| Brief |
Each line from the start of the data below through the one containing "every engine component." must be reproduced exactly.
Data in this exercise below:
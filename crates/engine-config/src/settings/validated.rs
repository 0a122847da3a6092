use crate::error::SettingsError;
use connectors::{file::csv::settings::CsvSettings, sql::base::executor::ExecutorSettings};
use encoding_rs::{Encoding, UTF_8};
use std::{path::PathBuf, time::Duration};

pub const DEFAULT_STORAGE_PATH: &str = "/tmp/query-results";
pub const DEFAULT_ENCODING: &str = "UTF-8";
pub const DEFAULT_QUERY_TIMEOUT_SECS: u64 = 300;
pub const DEFAULT_MAX_ROWS: usize = 1_000_000;
pub const DEFAULT_CONNECT_TIMEOUT_SECS: u64 = 30;
pub const DEFAULT_WORKER_POOL_SIZE: usize = 10;
pub const DEFAULT_QUEUE_CAPACITY: usize = 256;
pub const DEFAULT_RETENTION_DAYS: u32 = 7;
pub const DEFAULT_SHUTDOWN_GRACE_SECS: u64 = 60;

const APP_DIR: &str = ".fanout";

/// Immutable, validated configuration shared by every engine component.
#[derive(Debug, Clone, PartialEq)]
pub struct EngineSettings {
    /// Root directory for per-execution result files
    pub storage_path: PathBuf,
    pub csv_delimiter: u8,
    /// WHATWG encoding label, e.g. `UTF-8` or `windows-1252`
    pub csv_encoding: String,
    pub csv_include_header: bool,
    pub query_timeout: Duration,
    /// Rows kept per target; the rest are dropped
    pub max_rows: usize,
    pub connect_timeout: Duration,
    pub worker_pool_size: usize,
    pub queue_capacity: usize,
    pub retention_days: u32,
    /// How long shutdown waits for running executions before aborting them
    pub shutdown_grace: Duration,
    /// Ledger directory
    pub state_path: PathBuf,
    /// JSON cluster inventory
    pub clusters_file: PathBuf,
}

impl Default for EngineSettings {
    fn default() -> Self {
        Self {
            storage_path: PathBuf::from(DEFAULT_STORAGE_PATH),
            csv_delimiter: b',',
            csv_encoding: DEFAULT_ENCODING.to_string(),
            csv_include_header: true,
            query_timeout: Duration::from_secs(DEFAULT_QUERY_TIMEOUT_SECS),
            max_rows: DEFAULT_MAX_ROWS,
            connect_timeout: Duration::from_secs(DEFAULT_CONNECT_TIMEOUT_SECS),
            worker_pool_size: DEFAULT_WORKER_POOL_SIZE,
            queue_capacity: DEFAULT_QUEUE_CAPACITY,
            retention_days: DEFAULT_RETENTION_DAYS,
            shutdown_grace: Duration::from_secs(DEFAULT_SHUTDOWN_GRACE_SECS),
            state_path: app_dir().join("state"),
            clusters_file: app_dir().join("clusters.json"),
        }
    }
}

fn app_dir() -> PathBuf {
    dirs::home_dir()
        .map(|home| home.join(APP_DIR))
        .unwrap_or_else(|| PathBuf::from(APP_DIR))
}

impl EngineSettings {
    pub fn executor_settings(&self) -> ExecutorSettings {
        ExecutorSettings {
            connect_timeout: self.connect_timeout,
            query_timeout: self.query_timeout,
            max_rows: self.max_rows,
        }
    }

    pub fn csv_settings(&self) -> CsvSettings {
        CsvSettings {
            storage_path: self.storage_path.clone(),
            delimiter: self.csv_delimiter,
            include_header: self.csv_include_header,
            encoding: self.output_encoding().unwrap_or(UTF_8),
            ..CsvSettings::default()
        }
    }

    /// Resolves the configured encoding label.
    pub fn output_encoding(&self) -> Result<&'static Encoding, SettingsError> {
        let encoding = Encoding::for_label(self.csv_encoding.trim().as_bytes()).ok_or_else(|| {
            SettingsError::Invalid(format!("unknown CSV encoding '{}'", self.csv_encoding))
        })?;
        if encoding.output_encoding() != encoding {
            return Err(SettingsError::Invalid(format!(
                "CSV encoding '{}' can only be read, not written",
                self.csv_encoding
            )));
        }
        Ok(encoding)
    }

    pub fn validate(&self) -> Result<(), SettingsError> {
        if self.worker_pool_size == 0 {
            return Err(SettingsError::Invalid("worker pool size must be at least 1".into()));
        }
        if self.queue_capacity == 0 {
            return Err(SettingsError::Invalid("queue capacity must be at least 1".into()));
        }
        if self.max_rows == 0 {
            return Err(SettingsError::Invalid("max rows must be at least 1".into()));
        }
        if self.query_timeout.is_zero() || self.connect_timeout.is_zero() {
            return Err(SettingsError::Invalid("timeouts must be non-zero".into()));
        }
        self.output_encoding()?;
        if matches!(self.csv_delimiter, b'"' | b'\n' | b'\r') || !self.csv_delimiter.is_ascii() {
            return Err(SettingsError::Invalid(format!(
                "unusable CSV delimiter {:?}",
                self.csv_delimiter as char
            )));
        }
        Ok(())
    }
}

#[derive(Debug, Default)]
pub struct EngineSettingsBuilder {
    pub storage_path: Option<PathBuf>,
    pub csv_delimiter: Option<u8>,
    pub csv_encoding: Option<String>,
    pub csv_include_header: Option<bool>,
    pub query_timeout: Option<Duration>,
    pub max_rows: Option<usize>,
    pub connect_timeout: Option<Duration>,
    pub worker_pool_size: Option<usize>,
    pub queue_capacity: Option<usize>,
    pub retention_days: Option<u32>,
    pub shutdown_grace: Option<Duration>,
    pub state_path: Option<PathBuf>,
    pub clusters_file: Option<PathBuf>,
}

impl EngineSettingsBuilder {
    pub fn new() -> Self {
        Self::default()
    }

    pub fn storage_path(mut self, path: impl Into<PathBuf>) -> Self {
        self.storage_path = Some(path.into());
        self
    }

    pub fn csv_delimiter(mut self, delimiter: u8) -> Self {
        self.csv_delimiter = Some(delimiter);
        self
    }

    pub fn csv_encoding(mut self, label: impl Into<String>) -> Self {
        self.csv_encoding = Some(label.into());
        self
    }

    pub fn csv_include_header(mut self, include: bool) -> Self {
        self.csv_include_header = Some(include);
        self
    }

    pub fn query_timeout(mut self, timeout: Duration) -> Self {
        self.query_timeout = Some(timeout);
        self
    }

    pub fn max_rows(mut self, max_rows: usize) -> Self {
        self.max_rows = Some(max_rows);
        self
    }

    pub fn connect_timeout(mut self, timeout: Duration) -> Self {
        self.connect_timeout = Some(timeout);
        self
    }

    pub fn worker_pool_size(mut self, size: usize) -> Self {
        self.worker_pool_size = Some(size);
        self
    }

    pub fn queue_capacity(mut self, capacity: usize) -> Self {
        self.queue_capacity = Some(capacity);
        self
    }

    pub fn retention_days(mut self, days: u32) -> Self {
        self.retention_days = Some(days);
        self
    }

    pub fn shutdown_grace(mut self, grace: Duration) -> Self {
        self.shutdown_grace = Some(grace);
        self
    }

    pub fn state_path(mut self, path: impl Into<PathBuf>) -> Self {
        self.state_path = Some(path.into());
        self
    }

    pub fn clusters_file(mut self, path: impl Into<PathBuf>) -> Self {
        self.clusters_file = Some(path.into());
        self
    }

    pub fn build(self) -> Result<EngineSettings, SettingsError> {
        let defaults = EngineSettings::default();
        let settings = EngineSettings {
            storage_path: self.storage_path.unwrap_or(defaults.storage_path),
            csv_delimiter: self.csv_delimiter.unwrap_or(defaults.csv_delimiter),
            csv_encoding: self.csv_encoding.unwrap_or(defaults.csv_encoding),
            csv_include_header: self.csv_include_header.unwrap_or(defaults.csv_include_header),
            query_timeout: self.query_timeout.unwrap_or(defaults.query_timeout),
            max_rows: self.max_rows.unwrap_or(defaults.max_rows),
            connect_timeout: self.connect_timeout.unwrap_or(defaults.connect_timeout),
            worker_pool_size: self.worker_pool_size.unwrap_or(defaults.worker_pool_size),
            queue_capacity: self.queue_capacity.unwrap_or(defaults.queue_capacity),
            retention_days: self.retention_days.unwrap_or(defaults.retention_days),
            shutdown_grace: self.shutdown_grace.unwrap_or(defaults.shutdown_grace),
            state_path: self.state_path.unwrap_or(defaults.state_path),
            clusters_file: self.clusters_file.unwrap_or(defaults.clusters_file),
        };
        settings.validate()?;
        Ok(settings)
    }
}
End of Data in this exercise.
| Solution to this task |
filename crates/engine-config/src/settings/validated.rs
repository 0a122847da3a6092
use crate::error::SettingsError;
use connectors::{file::csv::settings::CsvSettings, sql::base::executor::ExecutorSettings};
use encoding_rs::{Encoding, UTF_8};
use std::{path::PathBuf, time::Duration};

pub const DEFAULT_STORAGE_PATH: &str = "/tmp/query-results";
pub const DEFAULT_ENCODING: &str = "UTF-8";
pub const DEFAULT_QUERY_TIMEOUT_SECS: u64 = 300;
pub const DEFAULT_MAX_ROWS: usize = 1_000_000;
pub const DEFAULT_CONNECT_TIMEOUT_SECS: u64 = 30;
pub const DEFAULT_WORKER_POOL_SIZE: usize = 10;
pub const DEFAULT_QUEUE_CAPACITY: usize = 256;
pub const DEFAULT_RETENTION_DAYS: u32 = 7;
pub const DEFAULT_SHUTDOWN_GRACE_SECS: u64 = 60;

const APP_DIR: &str = ".fanout";

/// Immutable, validated configuration shared by every engine component.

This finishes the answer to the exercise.